Authors: Janine Schneider (Friedrich-Alexander-Universität Erlangen-Nürnberg (FAU)), Hans-Peter Deifel (Friedrich-Alexander-Universität Erlangen-Nürnberg (FAU)), Stefan Milius (Friedrich-Alexander-Universität Erlangen-Nürnberg (FAU)), and Felix Freiling (Friedrich-Alexander-Universität Erlangen-Nürnberg (FAU))
DFRWS USA 2020
Storage resources are usually organized in abstraction layers in computing systems where higher level storage (e.g. files or file systems) is constructed from lower level storage (e.g. disk volumes). Many forensic storage reconstruction techniques exist that gather data at lower layers and interpret this data to reconstruct higher layers. On the one hand, there are metadata-based reconstruction techniques that interpret metadata structures to precisely reconstruct upper layer content. On the other hand, there are pattern-based techniques (carving) that focus mainly on deleted files that cannot be reconstructed by other methods. Instances resembling the former approach are Carrier’s The Sleuth Kit (TSK) as well as many commercial tools, while the latter approach is used by file carvers like Foremost and Scalpel.
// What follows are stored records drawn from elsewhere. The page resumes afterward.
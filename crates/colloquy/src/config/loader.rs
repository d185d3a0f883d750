//! Lifecycle configuration, loaded from TOML.

use std::path::Path;
use std::time::Duration;

use serde::Deserialize;
use thiserror::Error;

#[derive(Debug, Error)]
pub enum ConfigError {
    #[error("failed to read config file: {0}")]
    Io(#[from] std::io::Error),

    #[error("failed to parse config file: {0}")]
    Parse(#[from] toml::de::Error),
}

/// Top-level lifecycle settings.
#[derive(Clone, Debug, Default, Deserialize)]
#[serde(deny_unknown_fields)]
pub struct LifecycleConfig {
    #[serde(default)]
    pub conversation: ConversationConfig,
}

/// Settings for conversation-aware workflows.
#[derive(Clone, Debug, Default, Deserialize)]
#[serde(deny_unknown_fields)]
pub struct ConversationConfig {
    /// Seconds a stored conversation session may sit idle before it is
    /// discarded on next access. Unset means conversations never expire.
    #[serde(default)]
    pub idle_timeout_secs: Option<u64>,
}

impl ConversationConfig {
    pub fn idle_timeout(&self) -> Option<Duration> {
        self.idle_timeout_secs.map(Duration::from_secs)
    }
}

/// Load configuration from `path`. A missing file yields the defaults.
pub fn load_config(path: &Path) -> Result<LifecycleConfig, ConfigError> {
    if !path.exists() {
        tracing::debug!("no config file at {}, using defaults", path.display());
        return Ok(LifecycleConfig::default());
    }
    let raw = std::fs::read_to_string(path)?;
    Ok(toml::from_str(&raw)?)
}
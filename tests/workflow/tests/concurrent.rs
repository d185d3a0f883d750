//! Concurrent units of work over shared factories.
//!
//! Tests verify that simultaneous requests get independent session
//! bindings, and that a stored conversation can only be claimed by one
//! unit of work at a time.

use std::sync::Arc;

use serde_json::json;
use tokio::sync::Barrier;

use colloquy::orm::stub::{StubDatabase, StubFactory};
use colloquy::workflow::{ConversationHandle, WorkflowScope, WorkflowTarget};
use colloquy::{
    ConversationLifecycle, FactoryKey, RequestLifecycle, SessionError, SessionFactoryRegistry,
    UnitOfWork,
};

// ─── Helpers ───────────────────────────────────────────────────────────────

fn stub_registry() -> (Arc<SessionFactoryRegistry>, Arc<StubFactory>) {
    let factory = StubFactory::new(StubDatabase::new());
    let mut registry = SessionFactoryRegistry::new();
    registry.register(FactoryKey::Default, factory.clone());
    (Arc::new(registry), factory)
}

#[derive(Default)]
struct WizardPage {
    handle: ConversationHandle,
}

impl WorkflowScope for WizardPage {
    fn conversation(&self) -> Option<&ConversationHandle> {
        Some(&self.handle)
    }
}

// ─── Tests ─────────────────────────────────────────────────────────────────

/// Concurrent requests get independent bindings over the shared registry.
#[tokio::test]
async fn concurrent_units_of_work_bind_independently() {
    let (registry, factory) = stub_registry();
    let barrier = Arc::new(Barrier::new(5));
    let mut handles = vec![];

    for worker in 0..5u32 {
        let registry = registry.clone();
        let barrier = barrier.clone();

        handles.push(tokio::spawn(async move {
            barrier.wait().await; // Synchronize start

            let mut uow =
                UnitOfWork::with_listener(registry, Arc::new(RequestLifecycle::new()));
            let session = uow.current_session(&FactoryKey::Default).unwrap();
            assert!(session.transaction_active());
            session
                .with(|s| s.save("Note", json!({"worker": worker})))
                .unwrap();
            uow.end().unwrap();

            worker
        }));
    }

    for handle in handles {
        handle.await.unwrap();
    }

    // every unit of work unwound its own session, nothing was committed
    assert_eq!(factory.open_sessions(), 0);
    assert_eq!(factory.database().row_count("Note"), 0);
}

/// Two units of work racing for one stored conversation: exactly one wins.
#[tokio::test]
async fn conversation_claim_is_exclusive() {
    let (registry, _factory) = stub_registry();
    let page = Arc::new(WizardPage::default());

    // seed the page with a dirty stored session
    {
        let mut uow = UnitOfWork::with_listener(
            registry.clone(),
            Arc::new(ConversationLifecycle::new()),
        );
        uow.set_target(WorkflowTarget::Active(page.clone()));
        let session = uow.current_session(&FactoryKey::Default).unwrap();
        session
            .with(|s| s.save("Note", json!({"body": "pending"})))
            .unwrap();
        uow.end().unwrap();
    }

    let start = Arc::new(Barrier::new(2));
    let attempted = Arc::new(Barrier::new(2));
    let mut handles = vec![];

    for _ in 0..2 {
        let registry = registry.clone();
        let page = page.clone();
        let start = start.clone();
        let attempted = attempted.clone();

        handles.push(tokio::spawn(async move {
            let mut uow = UnitOfWork::with_listener(
                registry,
                Arc::new(ConversationLifecycle::new()),
            );
            uow.set_target(WorkflowTarget::Active(page));

            start.wait().await;
            let claim = uow.current_session(&FactoryKey::Default);
            // hold the claim until both tabs have tried
            attempted.wait().await;

            match claim {
                Ok(_) => {
                    uow.end().unwrap();
                    true
                }
                Err(err) => {
                    assert!(matches!(err, SessionError::AlreadyAttached));
                    false
                }
            }
        }));
    }

    let mut wins = 0;
    for handle in handles {
        if handle.await.unwrap() {
            wins += 1;
        }
    }
    assert_eq!(wins, 1, "exactly one tab should claim the conversation");
}
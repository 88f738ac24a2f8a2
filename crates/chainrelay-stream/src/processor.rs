//! `LogProcessor`: decode → normalize → forward for a single log.
//!
//! Failures here are local to the log. They are logged and counted and never
//! reach the orchestrator.

use chainrelay_core::{
    chain::ChainId, event::RawLog, schema::InterfaceSchema, transport::LogTransport,
};
use chainrelay_evm::{EventDecoder, EventNormalizer};
use chainrelay_forward::{Ack, Forwarder};
use chainrelay_observability::RelayMetrics;
use std::sync::Arc;
use std::time::Instant;
use tracing::{debug, warn};

/// What happened to one log.
#[derive(Debug, Clone, PartialEq, Eq)]
pub enum LogOutcome {
    /// Delivered; carries the record id
    Forwarded { id: String, status: u16 },
    /// Decoded but no sink endpoint is configured for the event
    NoEndpoint { id: String },
    /// The contract emitted an event the schema does not track
    Unknown,
    /// The log matched a known event but could not be decoded
    DecodeFailed,
    /// The sink rejected the record or could not be reached
    ForwardFailed { id: String },
}

/// Per-(chain, contract) pipeline for incoming logs. Cheap to share behind `Arc`.
pub struct LogProcessor {
    chain: ChainId,
    contract: String,
    schema: Arc<InterfaceSchema>,
    decoder: EventDecoder,
    normalizer: EventNormalizer,
    forwarder: Arc<dyn Forwarder>,
    metrics: Arc<RelayMetrics>,
    enrich_transactions: bool,
}

impl LogProcessor {
    pub fn new(
        chain: ChainId,
        contract: impl Into<String>,
        schema: Arc<InterfaceSchema>,
        normalizer: EventNormalizer,
        forwarder: Arc<dyn Forwarder>,
        metrics: Arc<RelayMetrics>,
    ) -> Self {
        Self {
            chain,
            contract: contract.into(),
            schema,
            decoder: EventDecoder,
            normalizer,
            forwarder,
            metrics,
            enrich_transactions: false,
        }
    }

    /// Look up the emitting transaction of every decoded log (debug output only).
    pub fn with_enrichment(mut self, enabled: bool) -> Self {
        self.enrich_transactions = enabled;
        self
    }

    pub fn chain(&self) -> &ChainId {
        &self.chain
    }

    pub fn contract(&self) -> &str {
        &self.contract
    }

    pub fn metrics(&self) -> &Arc<RelayMetrics> {
        &self.metrics
    }

    /// Run one log through the pipeline. `transport` is the session the log
    /// arrived on, used for enrichment lookups.
    pub async fn process(&self, raw: RawLog, transport: Option<Arc<dyn LogTransport>>) -> LogOutcome {
        let started = Instant::now();
        self.metrics.record_received();
        let outcome = self.run(raw, transport).await;
        self.metrics.record_latency(started.elapsed());
        outcome
    }

    async fn run(&self, raw: RawLog, transport: Option<Arc<dyn LogTransport>>) -> LogOutcome {
        let tx_hash = raw.transaction_hash_hex();

        let decoded = match self.decoder.decode(&self.schema, &raw) {
            Ok(d) => d,
            Err(e) if e.is_unknown_event() => {
                debug!(
                    chain = %self.chain,
                    contract = %self.contract,
                    tx_hash = %tx_hash,
                    log_index = raw.log_index,
                    "skipping log: {e}"
                );
                self.metrics.record_unknown();
                return LogOutcome::Unknown;
            }
            Err(e) => {
                warn!(
                    chain = %self.chain,
                    contract = %self.contract,
                    tx_hash = %tx_hash,
                    log_index = raw.log_index,
                    "decode failed: {e}"
                );
                self.metrics.record_decode_error();
                return LogOutcome::DecodeFailed;
            }
        };
        self.metrics.record_decoded();

        if self.enrich_transactions {
            if let Some(transport) = transport {
                self.enrich(transport.as_ref(), &raw, &decoded.name).await;
            }
        }

        let record = self.normalizer.normalize(&raw, &decoded, self.chain.chain_id);
        match self.forwarder.forward(&record).await {
            Ok(Ack::Delivered { status }) => {
                self.metrics.record_forwarded();
                debug!(
                    chain = %self.chain,
                    event = %record.event_name,
                    id = %record.id,
                    block = record.block_number,
                    "event relayed"
                );
                LogOutcome::Forwarded { id: record.id, status }
            }
            Ok(Ack::Skipped) => {
                self.metrics.record_forward_skipped();
                LogOutcome::NoEndpoint { id: record.id }
            }
            Err(e) => {
                self.metrics.record_forward_error();
                warn!(
                    chain = %self.chain,
                    event = %record.event_name,
                    id = %record.id,
                    tx_hash = %tx_hash,
                    "forward failed: {e}"
                );
                LogOutcome::ForwardFailed { id: record.id }
            }
        }
    }

    async fn enrich(&self, transport: &dyn LogTransport, raw: &RawLog, event: &str) {
        match transport.transaction_by_hash(&raw.transaction_hash).await {
            Ok(Some(tx)) => debug!(
                chain = %self.chain,
                event,
                tx_hash = %raw.transaction_hash_hex(),
                from = ?tx.from,
                to = ?tx.to,
                nonce = %tx.nonce,
                gas_price = ?tx.gas_price,
                value = %tx.value,
                input_len = tx.input.len(),
                "transaction details"
            ),
            Ok(None) => debug!(
                chain = %self.chain,
                tx_hash = %raw.transaction_hash_hex(),
                "transaction not found"
            ),
            Err(e) => debug!(
                chain = %self.chain,
                tx_hash = %raw.transaction_hash_hex(),
                "transaction lookup failed: {e}"
            ),
        }
    }
}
Based on a formalization of storage abstraction layers, we show that all these techniques can be unified within a modular reconstruction framework. We define composition operators that allow to precisely express complex reconstruction tasks that involve both metadata-based and pattern-based techniques and allow to combine their respective strengths seamlessly in forensic analysis. We present LAYR, an implementation of our approach and show that it can automatically and reliably combine different reconstruction approaches.